On Main Streets across Texas, the quote of the year belongs
to Rep. John Conyers: "What good is reading the bill if
it's a thousand pages and you don't have two days and two lawyers
to find out what it means after you read the bill?" Feeling
swindled from the $787 billion stimulus bill, wary constituents
are picking up the slack and reading the health care legislation
themselves. And they want to make sure their elected representatives
know what the fine print actually says.
We agree with the president that inaction on health reform
is not an option. But worried Americans are wisely asking if
their leaders are sure that their bills will not simply make
today's problems worse. They are wary of giving control over
personal matters of life-and-death to distant bureaucracies
and to political deal-cutters who often do not even know the
details of their own deals.
The president can bank a huge reservoir of public trust Wednesday
by engaging the public with direct answers to their commonsense
questions, such as:
--We spend nearly double per capita what some other industrialized
nations spend on health care; how will another trillion dollars
really reduce health care spending?
--How can we cut nearly $500 billion from the Medicare program
for seniors when it is now underfunded by three times the national
debt and currently projected to be bankrupt by 2017?
--How will a new government-run insurance program "keep
insurers honest" when our two current public plans, Medicare
and Medicaid, are riddled with unmatched fraud, waste and abuse?
--How do we reconcile the claim that lobbyist influence in
Washington is decreasing with the fact that those most closely
consulted on these gargantuan bills are special interest groups
like the pharmaceutical industry?
--"Minimum benefit packages" that are mandated as
a part of every insurance plan sound great, but since there's
no such thing as a free lunch, don't mandated benefits actually
reduce choices and drive up costs for all patients?
--Will employer "pay-or-play" mandates accelerate
the job losses we are seeing across the country?
By honestly engaging the centrist questions of the voters Wednesday
night--instead of parroting the central planners' one-size-fits-all
talking points--the president could provide the specificity
the people are demanding and lead a supermajority of the middle.
For example, he has repeatedly said that reform should spread
to the entire system the superior quality and cost-effectiveness
of integrated delivery systems--like the Mayo Clinic in Minnesota
or Scott & White in Texas. We agree. But now he needs to
tell us how his solution will help rather than hurt these non-governmental
innovators. If he can do this, he may find the kind of broad
public support that Congress' efforts have lacked.

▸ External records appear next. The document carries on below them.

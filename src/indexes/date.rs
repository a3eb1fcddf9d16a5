use chrono::{DateTime, NaiveDate, NaiveDateTime, TimeZone, Utc};
use indexmap::IndexMap;
use serde::{Deserialize, Serialize};
use std::collections::HashSet;

use crate::models::TrainingResource;
use crate::utils::dates::{midnight_utc, parse_datetime};

/// One dated course instance.
#[derive(Debug, Clone, PartialEq, Eq, Serialize, Deserialize)]
pub struct CourseSchedule {
    pub resource_uri: String,
    pub start: DateTime<Utc>,
    pub end: Option<DateTime<Utc>>,
}

impl CourseSchedule {
    /// The instance's end, or its start when it has no end.
    pub fn effective_end(&self) -> DateTime<Utc> {
        self.end.unwrap_or(self.start)
    }

    fn overlaps(&self, start: Option<DateTime<Utc>>, end: Option<DateTime<Utc>>) -> bool {
        if start.is_some_and(|s| self.effective_end() < s) {
            return false;
        }
        if end.is_some_and(|e| self.start > e) {
            return false;
        }
        true
    }
}

/// A query bound: a date (midnight UTC) or a timestamp (converted to UTC).
#[derive(Debug, Clone, Copy, PartialEq, Eq)]
pub struct DateBound(DateTime<Utc>);

impl DateBound {
    /// Accepts a date-only value or any timestamp shape harvested dates use.
    pub fn parse(text: &str) -> Option<Self> {
        parse_datetime(text).map(Self)
    }

    pub fn instant(&self) -> DateTime<Utc> {
        self.0
    }
}

impl From<NaiveDate> for DateBound {
    fn from(date: NaiveDate) -> Self {
        Self(midnight_utc(date))
    }
}

/// Timestamps without an offset are taken as UTC.
impl From<NaiveDateTime> for DateBound {
    fn from(naive: NaiveDateTime) -> Self {
        Self(naive.and_utc())
    }
}

impl<Tz: TimeZone> From<DateTime<Tz>> for DateBound {
    fn from(dt: DateTime<Tz>) -> Self {
        Self(dt.with_timezone(&Utc))
    }
}

/// Dated instances sorted by start time.
#[derive(Debug, Clone, Default)]
pub struct DateIndex {
    schedules: Vec<CourseSchedule>,
}

impl DateIndex {
    pub fn from_resources(resources: &IndexMap<String, TrainingResource>) -> Self {
        let mut schedules: Vec<CourseSchedule> = resources
            .iter()
            .flat_map(|(uri, resource)| {
                resource.course_instances.iter().filter_map(move |instance| {
                    Some(CourseSchedule {
                        resource_uri: uri.clone(),
                        start: instance.start()?,
                        end: instance.end(),
                    })
                })
            })
            .collect();
        // stable: equal starts stay in resource order
        schedules.sort_by_key(|schedule| schedule.start);
        Self { schedules }
    }

    /// Resources with an instance overlapping `[start, end]`, in schedule order.
    pub fn lookup(
        &self,
        start: Option<DateBound>,
        end: Option<DateBound>,
        limit: Option<usize>,
    ) -> Vec<String> {
        let mut results = Vec::new();
        if limit == Some(0) {
            return results;
        }

        let start = start.map(|b| b.instant());
        let end = end.map(|b| b.instant());
        let mut seen = HashSet::new();
        for schedule in &self.schedules {
            if !schedule.overlaps(start, end) {
                continue;
            }
            if seen.insert(schedule.resource_uri.as_str()) {
                results.push(schedule.resource_uri.clone());
                if limit.is_some_and(|max| results.len() >= max) {
                    break;
                }
            }
        }
        results
    }

    pub fn schedules(&self) -> &[CourseSchedule] {
        &self.schedules
    }
}
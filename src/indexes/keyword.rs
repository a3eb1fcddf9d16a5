use indexmap::IndexMap;
use regex::Regex;
use std::collections::{HashMap, HashSet};
use std::sync::OnceLock;

use super::append_unique;
use crate::models::TrainingResource;

fn token_pattern() -> &'static Regex {
    static PATTERN: OnceLock<Regex> = OnceLock::new();
    PATTERN.get_or_init(|| Regex::new(r"[A-Za-z0-9]+").expect("token pattern is valid"))
}

/// Lowercased runs of ASCII letters and digits, in text order.
pub fn tokenize(text: &str) -> Vec<String> {
    let lower = text.to_lowercase();
    token_pattern()
        .find_iter(&lower)
        .map(|m| m.as_str().to_string())
        .collect()
}

/// Token → resources whose indexed text contains it, in resource order.
#[derive(Debug, Clone, Default)]
pub struct KeywordIndex {
    token_to_resources: HashMap<String, Vec<String>>,
}

impl KeywordIndex {
    pub fn from_resources(resources: &IndexMap<String, TrainingResource>) -> Self {
        let mut token_to_resources: HashMap<String, Vec<String>> = HashMap::new();
        for (uri, resource) in resources {
            for token in collect_tokens(resource) {
                append_unique(token_to_resources.entry(token).or_default(), uri);
            }
        }
        Self { token_to_resources }
    }

    /// Union of matches for each query token, first-seen order across
    /// tokens taken in query order.
    pub fn lookup(&self, query: &str, limit: Option<usize>) -> Vec<String> {
        let mut results = Vec::new();
        if limit == Some(0) {
            return results;
        }

        let mut seen = HashSet::new();
        for token in tokenize(query) {
            let Some(uris) = self.token_to_resources.get(&token) else {
                continue;
            };
            for uri in uris {
                if seen.insert(uri.as_str()) {
                    results.push(uri.clone());
                    if limit.is_some_and(|max| results.len() >= max) {
                        return results;
                    }
                }
            }
        }
        results
    }

    pub fn token_count(&self) -> usize {
        self.token_to_resources.len()
    }
}

fn collect_tokens(resource: &TrainingResource) -> HashSet<String> {
    let scalars = [
        &resource.name,
        &resource.description,
        &resource.abstract_text,
        &resource.headline,
        &resource.interactivity_type,
        &resource.language,
    ];

    let texts = scalars
        .into_iter()
        .flatten()
        .chain(&resource.keywords)
        .chain(&resource.learning_resource_types)
        .chain(&resource.educational_levels)
        .chain(&resource.prerequisites)
        .chain(&resource.teaches);

    texts.flat_map(|text| tokenize(text)).collect()
}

As important: By paying serious heed to the public's fear--that
a Washington that doesn't read its bills is as likely to break
what works as fix what's broken--Obama can rebuild the trust
of the American people in their leaders.
Sen. John Cornyn, R-Texas, serves on the Finance, Judiciary,
Agriculture and Budget committees and is the chairman of the
National Republican Senatorial Committee. Benjamin E. Sasse,
former U.S. assistant secretary of health, teaches at the University
of Texas and advises health investors.